Alan Parsons  (born 20 December 1948) is an English audio engineer, songwriter, musician and record producer.

Parsons was the sound engineer on notable albums, including the Beatles' Abbey Road (1969) and Let It Be (1970), Pink Floyd's The Dark Side of the Moon (1973), and the eponymous debut album by Ambrosia in 1975. Parsons's own group, the Alan Parsons Project, as well as his subsequent solo recordings, have also been commercially successful. He has been nominated for 13 Grammy Awards, with his first win occurring in 2019 for Best Immersive Audio Album for Eye in the Sky (35th Anniversary Edition).

Music career 
In October 1967, at the age of 18, Parsons went to work as an assistant engineer at Abbey Road Studios. He was a tape operator during the Beatles' Get Back sessions, and he earned his first credit on the LP Abbey Road. He became a regular there, engineering such projects as Wings' Wild Life and Red Rose Speedway, five albums by the Hollies and Pink Floyd's The Dark Side of the Moon, for which he received his first Grammy Awards nomination.

"It was a bit of a frustration for me that I didn't get all the engineering credit," Parsons remarked of Dark Side of the Moon, "because Chris [Thomas] came in as mixing supervisor… I had been working on the album for a year and I obviously knew it inside-out by the mixing stage… There were times when I thought Chris was wrong, particularly about the use of limiting and compression on the mix, which I've never been a fan of… Although, later, I got the opportunity to mix the album the way I wanted when I did the quadraphonic version."

In his work with Al Stewart's "Year of the Cat," Parsons added the saxophone part and transformed the original folk concept into the jazz-influenced ballad that put Stewart onto the charts.

Parsons also produced three albums by Pilot, a Scottish pop rock band, whose hits included "January" and "Magic". He also mixed the debut album by the American band Ambrosia and produced their second album, Somewhere I've Never Travelled. Parsons was nominated for a Grammy Award for both albums.

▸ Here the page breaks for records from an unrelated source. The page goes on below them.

//! Pub-sub store for the view configuration, wrapping the pure column
//! transitions with full-config notification.

use log::debug;
use tokio::sync::mpsc::{self, UnboundedReceiver, UnboundedSender};

use super::columns::{self, ColumnSpec};
use super::config::{ColumnConfig, Density, DisplayMode, ViewConfig, ViewRestrictions};

/// Partial update applied on top of an existing [`ViewConfig`]
#[derive(Debug, Clone, Default, PartialEq)]
pub struct ViewUpdate {
    pub display_mode: Option<DisplayMode>,
    pub density: Option<Density>,
    pub columns: Option<Vec<ColumnConfig>>,
}

/// Holds the current view state, enforces the source's restrictions, and
/// fans out snapshots to subscribers.
pub struct ViewStore {
    config: ViewConfig,
    defaults: ViewConfig,
    restrictions: ViewRestrictions,
    subscribers: Vec<UnboundedSender<ViewConfig>>,
}

impl ViewStore {
    pub fn new(initial: ViewConfig, restrictions: ViewRestrictions) -> Self {
        Self {
            config: initial.clone(),
            defaults: initial,
            restrictions,
            subscribers: Vec::new(),
        }
    }

    pub fn config(&self) -> &ViewConfig {
        &self.config
    }

    pub fn restrictions(&self) -> &ViewRestrictions {
        &self.restrictions
    }

    /// Visible columns in render order, cloned out of the current config
    pub fn visible_columns(&self) -> Vec<ColumnConfig> {
        self.config.visible_columns().into_iter().cloned().collect()
    }

    /// Registers a subscriber; the receiver immediately observes the current
    /// configuration.
    pub fn subscribe(&mut self) -> UnboundedReceiver<ViewConfig> {
        let (tx, rx) = mpsc::unbounded_channel();
        let _ = tx.send(self.config.clone());
        self.subscribers.push(tx);
        rx
    }

    /// Shallow-merges `update` into the current config and notifies
    pub fn update(&mut self, update: ViewUpdate) {
        if let Some(display_mode) = update.display_mode {
            self.config.display_mode = display_mode;
        }
        if let Some(density) = update.density {
            self.config.density = density;
        }
        if let Some(columns) = update.columns {
            self.config.columns = columns;
        }
        self.notify();
    }

    pub fn set_display_mode(&mut self, display_mode: DisplayMode) {
        self.config.display_mode = display_mode;
        self.notify();
    }

    pub fn set_density(&mut self, density: Density) {
        self.config.density = density;
        self.notify();
    }

    /// Restores the hydrated defaults
    pub fn reset(&mut self) {
        self.config = self.defaults.clone();
        debug!("view reset to defaults");
        self.notify();
    }

    // ===== Column manager surface =====

    pub fn toggle_visibility(&mut self, field: &str, visible: bool, object_type_id: Option<&str>) {
        if columns::toggle_visibility(
            &mut self.config.columns,
            &self.restrictions,
            field,
            visible,
            object_type_id,
        ) {
            self.notify();
        }
    }

    pub fn reorder(&mut self, from: usize, to: usize) {
        if columns::reorder(&mut self.config.columns, from, to) {
            self.notify();
        }
    }

    pub fn add_column(&mut self, spec: ColumnSpec) {
        columns::add(&mut self.config.columns, spec);
        self.notify();
    }

    pub fn remove_column(&mut self, field: &str, object_type_id: Option<&str>) {
        if columns::remove(
            &mut self.config.columns,
            &self.restrictions,
            field,
            object_type_id,
        ) {
            self.notify();
        }
    }

    pub fn resize_width(&mut self, field: &str, width: u32, object_type_id: Option<&str>) {
        if columns::resize_width(&mut self.config.columns, field, width, object_type_id) {
            self.notify();
        }
    }

    fn notify(&mut self) {
        let snapshot = self.config.clone();
        self.subscribers.retain(|tx| tx.send(snapshot.clone()).is_ok());
    }
}

#[cfg(test)]
mod tests {
    use super::*;
    use crate::view::config::MIN_COLUMN_WIDTH;

    fn store() -> ViewStore {
        ViewStore::new(ViewConfig::default(), ViewRestrictions::temporary())
    }

    #[test]
    fn test_noop_transitions_do_not_notify() {
        let mut store = store();
        let mut rx = store.subscribe();
        let _ = rx.try_recv().unwrap();

        // required column: hide is rejected, no notification
        store.toggle_visibility("name", false, None);
        assert!(rx.try_recv().is_err());

        store.resize_width("name", 30, None);
        let seen = rx.try_recv().unwrap();
        assert_eq!(seen.columns[0].width, MIN_COLUMN_WIDTH);
        // clamping to the same value again changes nothing
        store.resize_width("name", 10, None);
        assert!(rx.try_recv().is_err());
    }

    #[test]
    fn test_reset_restores_defaults() {
        let mut store = store();
        store.set_density(Density::Compact);
        store.remove_column("tags", None);
        assert_eq!(store.config().columns.len(), 6);

        store.reset();
        assert_eq!(store.config(), &ViewConfig::default());
    }

    #[test]
    fn test_display_mode_and_density_notify() {
        let mut store = store();
        let mut rx = store.subscribe();
        let _ = rx.try_recv().unwrap();

        store.set_display_mode(DisplayMode::Kanban);
        assert_eq!(rx.try_recv().unwrap().display_mode, DisplayMode::Kanban);

        store.set_density(Density::Compact);
        assert_eq!(rx.try_recv().unwrap().density, Density::Compact);
    }
}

In 1975, he declined Pink Floyd's invitation to work on Wish You Were Here – the follow-up to Dark Side – and instead initiated the Alan Parsons Project with producer, songwriter, and occasional singer Eric Woolfson, whom he had met at Abbey Road. The Project consisted of a revolving group of studio musicians and vocalists, most notably the members of Pilot and (on the first album) the members of Ambrosia. Unlike most rock groups, the Alan Parsons Project never performed live during its heyday, although it did release several music videos. Its only live performance during its original incarnation was in 1990. It released ten albums, the last in 1987. The Project terminated in 1990 after Parsons and Woolfson split, with the Project's intended 11th album released that year as a Woolfson solo album. Parsons continued to release work in his own name and in collaboration with other musicians. Parsons and his band regularly toured many parts of the world.

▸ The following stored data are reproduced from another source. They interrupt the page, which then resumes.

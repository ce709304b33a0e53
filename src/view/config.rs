//! View configuration types and the standard column catalog.

use serde::{Deserialize, Serialize};

/// Columns can never be resized below this width
pub const MIN_COLUMN_WIDTH: u32 = 50;

#[derive(Debug, Clone, Copy, PartialEq, Eq, Serialize, Deserialize)]
#[serde(rename_all = "lowercase")]
pub enum DisplayMode {
    Table,
    Kanban,
}

#[derive(Debug, Clone, Copy, PartialEq, Eq, Serialize, Deserialize)]
#[serde(rename_all = "lowercase")]
pub enum Density {
    Comfortable,
    Compact,
}

/// How a column's values render
#[derive(Debug, Clone, Copy, PartialEq, Eq, Serialize, Deserialize)]
#[serde(rename_all = "lowercase")]
pub enum ColumnFormat {
    Text,
    Date,
    Number,
    Boolean,
    Object,
}

/// One column of the listing table.
///
/// Identity is the `(field, object_type_id)` pair: a standard column has no
/// `object_type_id`, a typed-attribute column carries the object type it
/// belongs to. Identity pairs are unique within a view.
#[derive(Debug, Clone, PartialEq, Serialize, Deserialize)]
pub struct ColumnConfig {
    pub field: String,
    #[serde(default)]
    pub label: String,
    pub width: u32,
    pub visible: bool,
    pub order: usize,
    #[serde(default = "default_sortable")]
    pub sortable: bool,
    #[serde(rename = "objectTypeId", default, skip_serializing_if = "Option::is_none")]
    pub object_type_id: Option<String>,
    #[serde(rename = "formatType", default, skip_serializing_if = "Option::is_none")]
    pub format: Option<ColumnFormat>,
}

fn default_sortable() -> bool {
    true
}

impl ColumnConfig {
    /// Identity comparison: field plus owning object type
    pub fn matches(&self, field: &str, object_type_id: Option<&str>) -> bool {
        self.field == field && self.object_type_id.as_deref() == object_type_id
    }

    /// True for columns backed by a typed attribute rather than a standard field
    pub fn is_type_value(&self) -> bool {
        self.object_type_id.is_some()
    }
}

/// Column layout, density, and display mode for one listing surface
#[derive(Debug, Clone, PartialEq, Serialize, Deserialize)]
pub struct ViewConfig {
    #[serde(rename = "displayMode")]
    pub display_mode: DisplayMode,
    pub density: Density,
    pub columns: Vec<ColumnConfig>,
}

impl Default for ViewConfig {
    fn default() -> Self {
        Self {
            display_mode: DisplayMode::Table,
            density: Density::Comfortable,
            columns: default_columns(),
        }
    }
}

impl ViewConfig {
    /// Visible columns in render order
    pub fn visible_columns(&self) -> Vec<&ColumnConfig> {
        let mut visible: Vec<&ColumnConfig> =
            self.columns.iter().filter(|c| c.visible).collect();
        visible.sort_by_key(|c| c.order);
        visible
    }

    pub fn column(&self, field: &str, object_type_id: Option<&str>) -> Option<&ColumnConfig> {
        self.columns.iter().find(|c| c.matches(field, object_type_id))
    }
}

/// The standard columns every record listing starts from
pub fn default_columns() -> Vec<ColumnConfig> {
    fn column(
        field: &str,
        label: &str,
        width: u32,
        visible: bool,
        order: usize,
        format: Option<ColumnFormat>,
    ) -> ColumnConfig {
        ColumnConfig {
            field: field.to_string(),
            label: label.to_string(),
            width,
            visible,
            order,
            sortable: true,
            object_type_id: None,
            format,
        }
    }

    vec![
        column("name", "Name", 200, true, 0, None),
        column("created_at", "Created Date", 150, true, 1, Some(ColumnFormat::Date)),
        column("first_fact_date", "First Fact", 150, false, 2, Some(ColumnFormat::Date)),
        column("last_fact_date", "Last Fact", 150, false, 3, Some(ColumnFormat::Date)),
        column("id_string", "ID String", 150, false, 4, None),
        column("tags", "Tags", 150, true, 5, Some(ColumnFormat::Object)),
        column("type_values", "Type Values", 150, false, 6, Some(ColumnFormat::Object)),
    ]
}

/// The context a view configuration originates from
#[derive(Debug, Clone, PartialEq, Eq, Serialize, Deserialize)]
#[serde(tag = "type", rename_all = "lowercase")]
pub enum ViewSource {
    /// A predefined view with restricted customization
    Predefined { id: String },
    /// An ad-hoc view, fully customizable
    Temporary,
}

/// Customization limits attached to a view source, not to the config itself
#[derive(Debug, Clone, PartialEq, Eq, Serialize, Deserialize)]
pub struct ViewRestrictions {
    pub allow_customization: bool,
    /// Columns that cannot be reordered or dragged
    pub restricted_columns: Vec<String>,
    /// Columns that cannot be hidden or removed
    pub required_columns: Vec<String>,
}

impl ViewRestrictions {
    /// Restrictions for an ad-hoc view: everything allowed, name always shown
    pub fn temporary() -> Self {
        Self {
            allow_customization: true,
            restricted_columns: Vec::new(),
            required_columns: vec!["name".to_string()],
        }
    }

    pub fn is_required(&self, field: &str) -> bool {
        self.required_columns.iter().any(|f| f == field)
    }

    pub fn is_restricted(&self, field: &str) -> bool {
        self.restricted_columns.iter().any(|f| f == field)
    }
}

impl Default for ViewRestrictions {
    fn default() -> Self {
        Self::temporary()
    }
}

/// Registry entry for a predefined view: its base config plus restrictions
#[derive(Debug, Clone, PartialEq, Serialize, Deserialize)]
pub struct PredefinedView {
    pub id: String,
    pub name: String,
    #[serde(default)]
    pub description: String,
    pub config: ViewConfig,
    pub restrictions: ViewRestrictions,
}

impl ViewSource {
    /// Resolves the restrictions for this source against the predefined-view
    /// registry. Unknown predefined ids fall back to temporary semantics.
    pub fn restrictions(&self, registry: &[PredefinedView]) -> ViewRestrictions {
        match self {
            ViewSource::Predefined { id } => registry
                .iter()
                .find(|v| &v.id == id)
                .map(|v| v.restrictions.clone())
                .unwrap_or_else(ViewRestrictions::temporary),
            ViewSource::Temporary => ViewRestrictions::temporary(),
        }
    }

    /// Resolves the starting configuration for this source
    pub fn initial_config(&self, registry: &[PredefinedView]) -> ViewConfig {
        match self {
            ViewSource::Predefined { id } => registry
                .iter()
                .find(|v| &v.id == id)
                .map(|v| v.config.clone())
                .unwrap_or_default(),
            ViewSource::Temporary => ViewConfig::default(),
        }
    }
}

#[cfg(test)]
mod tests {
    use super::*;

    #[test]
    fn test_default_columns_shape() {
        let columns = default_columns();
        assert_eq!(columns.len(), 7);
        let view = ViewConfig::default();
        let visible: Vec<&str> = view
            .visible_columns()
            .iter()
            .map(|c| c.field.as_str())
            .collect();
        assert_eq!(visible, vec!["name", "created_at", "tags"]);
    }

    #[test]
    fn test_identity_matching() {
        let mut column = default_columns().remove(0);
        assert!(column.matches("name", None));
        assert!(!column.matches("name", Some("t1")));

        column.object_type_id = Some("t1".to_string());
        assert!(column.matches("name", Some("t1")));
        assert!(!column.matches("name", None));
        assert!(column.is_type_value());
    }

    #[test]
    fn test_persisted_casing() {
        let value = serde_json::to_value(ViewConfig::default()).unwrap();
        assert!(value.get("displayMode").is_some());
        let first = &value["columns"][0];
        assert!(first.get("formatType").is_none()); // name column has no format
        let created = &value["columns"][1];
        assert_eq!(created["formatType"], "date");
    }

    #[test]
    fn test_source_restrictions() {
        let registry = vec![PredefinedView {
            id: "by-funnel".to_string(),
            name: "By Funnel".to_string(),
            description: String::new(),
            config: ViewConfig::default(),
            restrictions: ViewRestrictions {
                allow_customization: false,
                restricted_columns: vec!["name".to_string()],
                required_columns: vec!["name".to_string(), "tags".to_string()],
            },
        }];

        let source = ViewSource::Predefined {
            id: "by-funnel".to_string(),
        };
        let restrictions = source.restrictions(&registry);
        assert!(!restrictions.allow_customization);
        assert!(restrictions.is_restricted("name"));
        assert!(restrictions.is_required("tags"));

        let adhoc = ViewSource::Temporary.restrictions(&registry);
        assert!(adhoc.allow_customization);
        assert!(adhoc.is_required("name"));
        assert!(!adhoc.is_restricted("name"));
    }
}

Although an accomplished vocalist, keyboardist, bassist, guitarist and flautist, Parsons only sang infrequent and incidental parts on his albums, such as the background vocals on "Time". While his keyboard playing was very audible on the Alan Parsons Project albums, very few recordings feature his flute. He briefly returned to run Abbey Road Studios in its entirety. Parsons also continued with his selective production work for other bands.

Of all his collaborators, guitarist Ian Bairnson worked with Parsons the longest, including Parsons' post-Project albums: Try Anything Once, On Air, The Time Machine and The Secret.

In 1998, Parsons became vice president of EMI Studios Group, including the Abbey Road Studios. He soon left the post, deciding to return to more creative endeavours. Parsons remained as a creative consultant and associate producer for the group.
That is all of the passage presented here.